To drill or not to drill, that is the question? During my coaching career I have seen the pendulum swing several times on this issue. I have seen periods where the trend was to break everything down into its smallest parts and then drill those parts, and hope that the drills would positively affect the whole action. I have also seen times where the emphasis was on the whole action with a minimum of drill work. Today, from my perspective, it appears we are in another drill era. That is fine as long as it is not carried too far. The drills must not become an end unto themselves; they must be a means to an end. Before designing drills make sure that you completely understand the whole action.
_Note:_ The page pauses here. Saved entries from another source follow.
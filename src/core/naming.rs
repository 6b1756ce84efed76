//! Handler naming convention.

/// Prefix shared by every derived handler name.
pub const HANDLER_PREFIX: &str = "on";

/// Derive the handler name for a transition: `"on"` followed by the
/// transition name with its first character upper-cased.
///
/// ```rust
/// use tabstate::core::handler_name;
///
/// assert_eq!(handler_name("inject"), "onInject");
/// assert_eq!(handler_name("loadAndExecute"), "onLoadAndExecute");
/// assert_eq!(handler_name("Load"), "onLoad");
/// ```
pub fn handler_name(transition: &str) -> String {
    let mut chars = transition.chars();
    let mut name = String::with_capacity(HANDLER_PREFIX.len() + transition.len());
    name.push_str(HANDLER_PREFIX);
    if let Some(first) = chars.next() {
        name.extend(first.to_uppercase());
        name.push_str(chars.as_str());
    }
    name
}

#[cfg(test)]
mod tests {
    use super::*;

    #[test]
    fn capitalizes_only_first_character() {
        assert_eq!(handler_name("melt"), "onMelt");
        assert_eq!(handler_name("loadAndExecute"), "onLoadAndExecute");
    }

    #[test]
    fn already_capitalized_names_collide() {
        assert_eq!(handler_name("load"), handler_name("Load"));
    }

    #[test]
    fn empty_name_yields_bare_prefix() {
        assert_eq!(handler_name(""), "on");
    }

    #[test]
    fn non_ascii_first_character_is_uppercased() {
        assert_eq!(handler_name("ärger"), "onÄrger");
    }
}
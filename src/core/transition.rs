//! Transition descriptors.
//!
//! A descriptor is the immutable `{from, to}` record behind every named
//! transition. `from` is one state or a set of states, `to` is always one.

use super::state::State;
use serde::{Deserialize, Serialize};

/// Allowed source states of a transition.
///
/// Deserializes from either a single state or a list of states, so
/// `"from": "loaded"` and `"from": ["loaded", "ejected"]` both work.
///
/// `One` is tried first. A state type that itself deserializes from a JSON
/// array (a tuple struct, say) therefore reads a list as a single state;
/// build `Source::Many` in code for such types.
#[derive(Clone, Debug, PartialEq, Serialize, Deserialize)]
#[serde(untagged, bound = "")]
pub enum Source<S: State> {
    One(S),
    Many(Vec<S>),
}

impl<S: State> Source<S> {
    /// Membership test used by the guard.
    pub fn contains(&self, state: &S) -> bool {
        match self {
            Self::One(only) => only == state,
            Self::Many(states) => states.contains(state),
        }
    }

    /// Source states in declaration order.
    pub fn states(&self) -> &[S] {
        match self {
            Self::One(only) => std::slice::from_ref(only),
            Self::Many(states) => states,
        }
    }

    /// True for a `Many` with no members. Such a source can never match.
    pub fn is_empty(&self) -> bool {
        self.states().is_empty()
    }
}

impl<S: State> From<Vec<S>> for Source<S> {
    fn from(states: Vec<S>) -> Self {
        Self::Many(states)
    }
}

impl<S: State, const N: usize> From<[S; N]> for Source<S> {
    fn from(states: [S; N]) -> Self {
        Self::Many(states.into())
    }
}

impl From<String> for Source<String> {
    fn from(state: String) -> Self {
        Self::One(state)
    }
}

impl From<&str> for Source<String> {
    fn from(state: &str) -> Self {
        Self::One(state.to_owned())
    }
}

impl From<Vec<&str>> for Source<String> {
    fn from(states: Vec<&str>) -> Self {
        Self::Many(states.into_iter().map(str::to_owned).collect())
    }
}

impl<const N: usize> From<[&str; N]> for Source<String> {
    fn from(states: [&str; N]) -> Self {
        Self::Many(states.iter().map(|s| (*s).to_owned()).collect())
    }
}

/// Immutable `{from, to}` record for one named transition.
///
/// Descriptors carry no name and no behavior; the same descriptor can be
/// checked against any machine with [`StateMachine::can`](crate::machine::StateMachine::can).
#[derive(Clone, Debug, PartialEq, Serialize, Deserialize)]
#[serde(bound = "")]
pub struct TransitionDescriptor<S: State> {
    pub from: Source<S>,
    pub to: S,
}

impl<S: State> TransitionDescriptor<S> {
    pub fn new(from: impl Into<Source<S>>, to: impl Into<S>) -> Self {
        Self {
            from: from.into(),
            to: to.into(),
        }
    }

    /// Check whether `current` is among the allowed source states.
    pub fn allows(&self, current: &S) -> bool {
        self.from.contains(current)
    }
}

#[cfg(test)]
mod tests {
    use super::*;

    #[test]
    fn single_source_matches_only_itself() {
        let descriptor = TransitionDescriptor::<String>::new("solid", "liquid");

        assert!(descriptor.allows(&"solid".to_string()));
        assert!(!descriptor.allows(&"liquid".to_string()));
        assert_eq!(descriptor.to, "liquid");
    }

    #[test]
    fn many_sources_match_any_member() {
        let descriptor = TransitionDescriptor::<String>::new(["bought", "stopped"], "playing");

        assert!(descriptor.allows(&"bought".to_string()));
        assert!(descriptor.allows(&"stopped".to_string()));
        assert!(!descriptor.allows(&"on_sale".to_string()));
        assert!(!descriptor.allows(&"playing".to_string()));
    }

    #[test]
    fn states_preserve_declaration_order() {
        let source: Source<String> = vec!["b", "a", "c"].into();
        let names: Vec<&str> = source.states().iter().map(String::as_str).collect();
        assert_eq!(names, ["b", "a", "c"]);
    }

    #[test]
    fn empty_many_never_matches() {
        let source: Source<String> = Vec::<String>::new().into();
        assert!(source.is_empty());
        assert!(!source.contains(&String::new()));
    }

    #[test]
    fn source_deserializes_from_scalar_or_list() {
        let one: Source<String> = serde_json::from_str(r#""loaded""#).unwrap();
        assert_eq!(one, Source::One("loaded".to_string()));

        let many: Source<String> = serde_json::from_str(r#"["loaded", "ejected"]"#).unwrap();
        assert_eq!(
            many,
            Source::Many(vec!["loaded".to_string(), "ejected".to_string()])
        );
    }

    #[derive(Clone, PartialEq, Debug, Serialize, Deserialize)]
    struct Cell(u8, u8);

    impl State for Cell {
        fn name(&self) -> &str {
            "Cell"
        }
    }

    #[test]
    fn array_shaped_state_reads_list_as_one_source() {
        let source: Source<Cell> = serde_json::from_str("[1, 2]").unwrap();
        assert_eq!(source, Source::One(Cell(1, 2)));

        let many: Source<Cell> = serde_json::from_str("[[1, 2], [3, 4]]").unwrap();
        assert_eq!(many, Source::Many(vec![Cell(1, 2), Cell(3, 4)]));
    }

    #[test]
    fn descriptor_serializes_from_as_given() {
        let descriptor = TransitionDescriptor::<String>::new(["a", "b"], "c");
        let json = serde_json::to_value(&descriptor).unwrap();
        assert_eq!(json, serde_json::json!({"from": ["a", "b"], "to": "c"}));
    }
}
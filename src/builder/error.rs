//! Build errors for machine definitions.

use thiserror::Error;

/// Errors that can occur when building a machine definition.
#[derive(Debug, Clone, PartialEq, Eq, Error)]
pub enum BuildError {
    #[error("Initial state not specified. Call .initial(state) before .build()")]
    MissingInitialState,

    #[error("Transition names must not be empty")]
    EmptyTransitionName,

    #[error("Transition '{name}' is declared more than once")]
    DuplicateTransition { name: String },

    #[error("Transition '{transition}' has no source states")]
    EmptySource { transition: String },

    #[error("Transitions '{first}' and '{second}' both map to handler '{handler}'")]
    HandlerCollision {
        handler: String,
        first: String,
        second: String,
    },

    #[error("Handler '{handler}' is registered more than once")]
    DuplicateHandler { handler: String },

    #[error("Handler '{handler}' does not match any transition")]
    UnknownHandler { handler: String },

    #[error("Invalid machine configuration: {0}")]
    InvalidConfig(String),
}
Always relate the drill back to the whole action. Make sure the drill is not too far removed from the whole action. Try to distinguish similar and same. Think whole/part/whole. Mastery of a drill does not necessarily mean that the drill will automatically transfer to the whole. It has been my experience that too much drill work ultimately ends up with the whole action very segmented and choppy. I also think beginners should not be taught too many drills. They should get a feel for the whole and explore the whole movement before beginning to break it down to parts. I have seen this over and over in soccer. Young players are taught a plethora of fancy drills with no idea of how those drills flow into a game. They are also taught these drills before they are physically mature enough to get a good feel for the drills. Instead of drills it should be more playful and game like. Another example of drills rum amuck is sprint drills. You can teach someone a feel for running fast by playing task oriented games that make them feel different rhythms and stride patterns. Making it game like removes the skill from the cognitive domain and they learn by discovery. I know at this time you are probably thinking what about the mistakes they are making? Learn form mistakes. Contrast what feels good and what feels bad. Drills can have a place, but think about what is the ultimate objective. A seasoned performer that is working to perfect a small technical error will in all probability benefit more from drills than a rank beginner.
Finally apply this check list before you use a drill:
Why the drill?
What is the drill?
How is it executed?
When would it be used?
Does the athlete relate to it?
If you have good answers for all of these then go for it!